Internacional

Caos na fronteira

Revogação da restrição imposta na Covid faz disparar a travessia ilegal e agrava a crise migratória nos EUA. O presidente Biden tenta se equilibrar entre os eleitores latinos e os extremistas, que querem barrar estrangeiros

Crédito: ALFREDO ESTRELLA

SOB RISCO Famílias deixam Matamoros, pelo Rio Bravo, para entrar nos EUA (Crédito: ALFREDO ESTRELLA)

Sonhar com uma vida melhor empurra multidões a cidades fronteiriças do México com os EUA há décadas. Agora essa onda humana voltou a ocupar maciçamente postos-chave como Ciudad Juarez e Tijuana: imagens revelam pelo menos 10 mil pessoas por dia tentando transpor ilegalmente a barreira do pesadelo vivido em países da América do Sul e do Caribe, ou mesmo na Síria ou na China.

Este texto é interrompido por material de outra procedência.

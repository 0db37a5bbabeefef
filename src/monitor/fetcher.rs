use crate::amount::parse_raw;
use crate::catalog::AssetCatalog;
use crate::monitor::error::{MonitorError, MonitorResult};
use crate::monitor::snapshot::TransactionSnapshot;
use crate::pricing::metrics::ProtocolSnapshot;
use crate::types::MonitorConfig;
use rust_decimal::Decimal;
use solana_client::nonblocking::rpc_client::RpcClient;
use solana_client::rpc_client::GetConfirmedSignaturesForAddress2Config;
use solana_client::rpc_config::RpcTransactionConfig;
use solana_client::rpc_response::RpcConfirmedTransactionStatusWithSignature;
use solana_sdk::commitment_config::CommitmentConfig;
use solana_sdk::pubkey::Pubkey;
use solana_sdk::signature::Signature;
use solana_transaction_status::{EncodedConfirmedTransactionWithStatusMeta, UiTransactionEncoding};
use std::str::FromStr;
use std::sync::Arc;
use tokio::time::{Duration, sleep};
use tracing::{debug, error, info, warn};

/// Largest page `getSignaturesForAddress` returns.
const SIGNATURE_PAGE_LIMIT: usize = 1_000;

/// Reads transactions and token supplies over JSON-RPC
pub struct TransactionFetcher {
    rpc_client: Arc<RpcClient>,
    max_retries: u32,
}

impl TransactionFetcher {
    pub fn new(config: &MonitorConfig) -> Self {
        let commitment = if config.use_confirmed_commitment {
            CommitmentConfig::confirmed()
        } else {
            CommitmentConfig::finalized()
        };

        Self {
            rpc_client: Arc::new(RpcClient::new_with_commitment(
                config.rpc_endpoint.clone(),
                commitment,
            )),
            max_retries: config.max_retries.max(1),
        }
    }

    /// Most recent successful signatures touching `address`, newest first.
    pub async fn recent_signatures(&self, address: &Pubkey, limit: usize) -> MonitorResult<Vec<Signature>> {
        let mut signatures = Vec::with_capacity(limit);
        let mut before: Option<Signature> = None;
        let mut skipped = 0usize;

        while signatures.len() < limit {
            let requested = (limit - signatures.len()).min(SIGNATURE_PAGE_LIMIT);
            let page = self
                .rpc_client
                .get_signatures_for_address_with_config(
                    address,
                    GetConfirmedSignaturesForAddress2Config {
                        before,
                        until: None,
                        limit: Some(requested),
                        commitment: Some(self.rpc_client.commitment()),
                    },
                )
                .await?;

            let outcome = absorb_page(page, requested, &mut signatures)?;
            skipped += outcome.skipped;
            if outcome.exhausted {
                break;
            }
            before = outcome.before;
        }

        signatures.truncate(limit);
        debug!(
            "Collected {} signatures for {} ({} failed skipped)",
            signatures.len(),
            address,
            skipped
        );
        Ok(signatures)
    }

    /// Fetch a transaction, retrying with a growing delay.
    pub async fn fetch_transaction(
        &self,
        signature: &Signature,
    ) -> MonitorResult<EncodedConfirmedTransactionWithStatusMeta> {
        let mut retries = 0;

        loop {
            match self
                .rpc_client
                .get_transaction_with_config(
                    signature,
                    RpcTransactionConfig {
                        encoding: Some(UiTransactionEncoding::Json),
                        commitment: Some(self.rpc_client.commitment()),
                        max_supported_transaction_version: Some(0),
                    },
                )
                .await
            {
                Ok(transaction) => {
                    debug!("Fetched transaction: {}", signature);
                    return Ok(transaction);
                }
                Err(e) => {
                    retries += 1;
                    if retries >= self.max_retries {
                        error!(
                            "Failed to fetch transaction {} after {} attempts: {}",
                            signature, retries, e
                        );
                        return Err(MonitorError::NotFound(signature.to_string(), retries));
                    }

                    warn!(
                        "Retry {}/{} - Error fetching transaction {}: {}",
                        retries, self.max_retries, signature, e
                    );
                    sleep(Duration::from_millis(1000 * retries as u64)).await;
                }
            }
        }
    }

    pub async fn fetch_snapshot(&self, signature: &Signature) -> MonitorResult<TransactionSnapshot> {
        let transaction = self.fetch_transaction(signature).await?;
        TransactionSnapshot::from_encoded(&transaction)
    }

    /// Raw supply and decimals of a mint.
    pub async fn token_supply(&self, mint: &Pubkey) -> MonitorResult<(u64, u8)> {
        let supply = self.rpc_client.get_token_supply(mint).await?;
        let raw = parse_raw(&supply.amount)
            .map_err(|e| MonitorError::InvalidResponse(format!("Supply of {}: {}", mint, e)))?;
        Ok((raw, supply.decimals))
    }

    /// Read both protocol supplies at the current slot.
    ///
    /// The reserve and the SOL price come from the caller; neither is
    /// readable without the protocol's account layouts or a price feed.
    pub async fn protocol_snapshot(
        &self,
        catalog: &AssetCatalog,
        reserve_lamports: u64,
        native_usd_price: Decimal,
    ) -> MonitorResult<ProtocolSnapshot> {
        let slot = self.rpc_client.get_slot().await?;
        let (stable_supply_raw, stable_decimals) = self.token_supply(&catalog.stable().mint).await?;
        let (leveraged_supply_raw, leveraged_decimals) =
            self.token_supply(&catalog.leveraged().mint).await?;

        let timestamp = match self.rpc_client.get_block_time(slot).await {
            Ok(time) => time,
            Err(e) => {
                warn!("No block time for slot {}: {}", slot, e);
                0
            }
        };

        info!(
            "Supplies at slot {}: {} {} / {} {}",
            slot,
            stable_supply_raw,
            catalog.stable().symbol,
            leveraged_supply_raw,
            catalog.leveraged().symbol
        );

        Ok(ProtocolSnapshot {
            timestamp,
            slot,
            stable_supply_raw,
            leveraged_supply_raw,
            stable_decimals,
            leveraged_decimals,
            reserve_lamports,
            native_usd_price,
        })
    }
}

/// What one `getSignaturesForAddress` page contributed.
#[derive(Debug, PartialEq, Eq)]
struct PageOutcome {
    /// Cursor for the next page: the oldest entry, failed or not
    before: Option<Signature>,
    /// The RPC returned fewer entries than asked for
    exhausted: bool,
    skipped: usize,
}

fn parse_signature(value: &str) -> MonitorResult<Signature> {
    Signature::from_str(value)
        .map_err(|e| MonitorError::InvalidResponse(format!("Invalid signature {}: {}", value, e)))
}

/// Append the successful signatures of `page` to `signatures`.
fn absorb_page(
    page: Vec<RpcConfirmedTransactionStatusWithSignature>,
    requested: usize,
    signatures: &mut Vec<Signature>,
) -> MonitorResult<PageOutcome> {
    let before = page.last().map(|last| parse_signature(&last.signature)).transpose()?;
    let exhausted = page.len() < requested;

    let mut skipped = 0;
    for status in page {
        if status.err.is_some() {
            skipped += 1;
            continue;
        }
        signatures.push(parse_signature(&status.signature)?);
    }

    Ok(PageOutcome {
        before,
        exhausted,
        skipped,
    })
}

Mas a tragédia só mostra suas dimensões, de fato, pelos relatos de famílias sobre a travessia de centenas de quilômetros em ônibus e caminhões precários, ou a pé, enfrentando matas fechadas, rios, assaltos, fome, e encontrando mortos pelo caminho. Encarar perigos e sacrifícios para chegar à fronteira e se postar à espreita de brechas para entrar nos EUA é melhor do que a vida que deixaram para trás.
Segundo dados oficiais, mais de 2,3 milhões tentaram entrar ilegalmente nos EUA em 2022, sobre 1,7 milhão em 2021 e 450 mil em 2020 (ano do auge do lockdown em todo o mundo). Em 2023, esse fluxo aumentou à medida que se aproximava o vencimento do Título 42, lei federal para emergências acionada por Donald Trump em março de 2020, sob a justificativa da Covid-19. Foi uma maneira dura de brecar a entrada de ilegais, o que levou a administração até a colocar em “gaiolas” quase 4 mil crianças, separadas de seus pais.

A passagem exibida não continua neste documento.